● **WHAT THE TASK ASKS**: Show all lines from the material that carry the word "EnvFilter".

● **EXTRACTED RECORDS**:

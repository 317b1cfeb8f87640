use std::path::PathBuf;
use std::sync::Arc;

use anyhow::Result;
use clap::{Parser, Subcommand};
use fieldnode_core::{Collaborators, KvStore, NodeConfig, NodeRuntime, WifiCredentials, EXIT_RESTART};
use tracing::{error, info, warn};
use tracing_subscriber::EnvFilter;

mod host;
mod http;
mod mqtt;
mod store;

use host::{LogSink, ProcessProbe, SimulatedAdc, SimulatedNetwork};
use http::ReqwestTransport;
use mqtt::RumqttTransport;
use store::JsonFileStore;

#[derive(Debug, Parser)]
#[command(name = "fieldnoded")]
#[command(about = "Soil humidity / light sensor node, host build")]
struct Cli {
    #[command(subcommand)]
    command: Option<Command>,

    /// TOML configuration; compiled-in defaults apply when absent.
    #[arg(long)]
    config: Option<PathBuf>,

    #[arg(long, default_value = "./data/fieldnode-store.json")]
    store: PathBuf,

    /// Replaces scheme and host of every backend endpoint.
    #[arg(long)]
    backend_url: Option<String>,

    /// Default log directive when RUST_LOG is unset.
    #[arg(long, default_value = "info")]
    log_level: String,

    /// Make every N-th ADC read time out (0 disables).
    #[arg(long, default_value_t = 0)]
    simulate_failures: u64,

    /// Broker for configuration pushes, `mqtt://host[:port]`.
    #[arg(long)]
    mqtt_url: Option<String>,

    #[arg(long, requires = "wifi_pass")]
    wifi_ssid: Option<String>,

    #[arg(long, requires = "wifi_ssid")]
    wifi_pass: Option<String>,
}

#[derive(Debug, Clone, Copy, Subcommand)]
enum Command {
    /// Bring the node up and supervise it (default).
    Run,
    /// Print the persisted key-value store.
    Store,
}

#[tokio::main]
async fn main() -> Result<()> {
    let cli = Cli::parse();

    let filter = EnvFilter::try_from_default_env().unwrap_or_else(|_| EnvFilter::new(&cli.log_level));
    tracing_subscriber::fmt()
        .with_env_filter(filter)
        .with_target(false)
        .compact()
        .init();

    match cli.command.unwrap_or(Command::Run) {
        Command::Store => {
            let store = JsonFileStore::open(&cli.store)?;
            println!("{}", serde_json::to_string_pretty(&store.snapshot())?);
        }
        Command::Run => {
            let code = run(&cli).await?;
            if code != 0 {
                std::process::exit(code);
            }
        }
    }

    Ok(())
}

async fn run(cli: &Cli) -> Result<i32> {
    let mut config = NodeConfig::load_or_default(cli.config.as_deref());
    if let Some(base) = &cli.backend_url {
        config.backend.rebase(base);
        info!(data_url = %config.backend.data_url, "backend rebased");
    }
    if let Some(url) = &cli.mqtt_url {
        config.mqtt.broker_url.clone_from(url);
    }

    let provisioning = match (&cli.wifi_ssid, &cli.wifi_pass) {
        (Some(ssid), Some(pass)) => {
            config.wifi.ssid.clone_from(ssid);
            config.wifi.pass.clone_from(pass);
            Some(WifiCredentials {
                ssid: ssid.clone(),
                pass: pass.clone(),
            })
        }
        _ => None,
    };

    let store = match JsonFileStore::open(&cli.store) {
        Ok(store) => store,
        Err(err) => {
            error!(path = %cli.store.display(), %err, "storage unavailable, requesting restart");
            return Ok(EXIT_RESTART);
        }
    };
    info!(path = %store.path().display(), "store opened");
    let store: Arc<dyn KvStore> = Arc::new(store);
    let http = ReqwestTransport::new(config.backend.timeout())?;
    let mqtt_options = mqtt::options(&config.mqtt, &config.device.client_id)?;
    info!(broker = %config.mqtt.broker_url, "mqtt configured");

    let collaborators = Collaborators {
        adc: Arc::new(SimulatedAdc::new(cli.simulate_failures)),
        network: Arc::new(SimulatedNetwork::default()),
        http: Arc::new(http),
        mqtt: Some(Box::new(RumqttTransport::new(mqtt_options))),
        store,
        status_sink: Some(Box::new(LogSink::default())),
        probe: Arc::new(ProcessProbe::new()),
    };

    let mut runtime = NodeRuntime::new(config, collaborators);
    if let Some(credentials) = provisioning {
        if !runtime.provision(credentials) {
            warn!("credential provisioning queue full, not persisted");
        }
    }

    let started = tokio::select! {
        _ = tokio::signal::ctrl_c() => {
            warn!("received ctrl-c during startup, stopping");
            runtime.shutdown();
            return Ok(0);
        }
        started = runtime.start() => started,
    };

    match started {
        Ok(report) => {
            for (stage, fallback) in report.fallbacks() {
                warn!(%stage, ?fallback, "stage came up degraded");
            }
        }
        Err(err) => {
            error!(%err, "startup failed, requesting restart");
            runtime.shutdown();
            return Ok(EXIT_RESTART);
        }
    }

    tokio::select! {
        _ = tokio::signal::ctrl_c() => {
            warn!("received ctrl-c, stopping");
        }
        _ = runtime.run() => {}
    }
    Ok(0)
}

● **REPLY**:
use tracing_subscriber::EnvFilter;
    let filter = EnvFilter::try_from_default_env().unwrap_or_else(|_| EnvFilter::new(&cli.log_level));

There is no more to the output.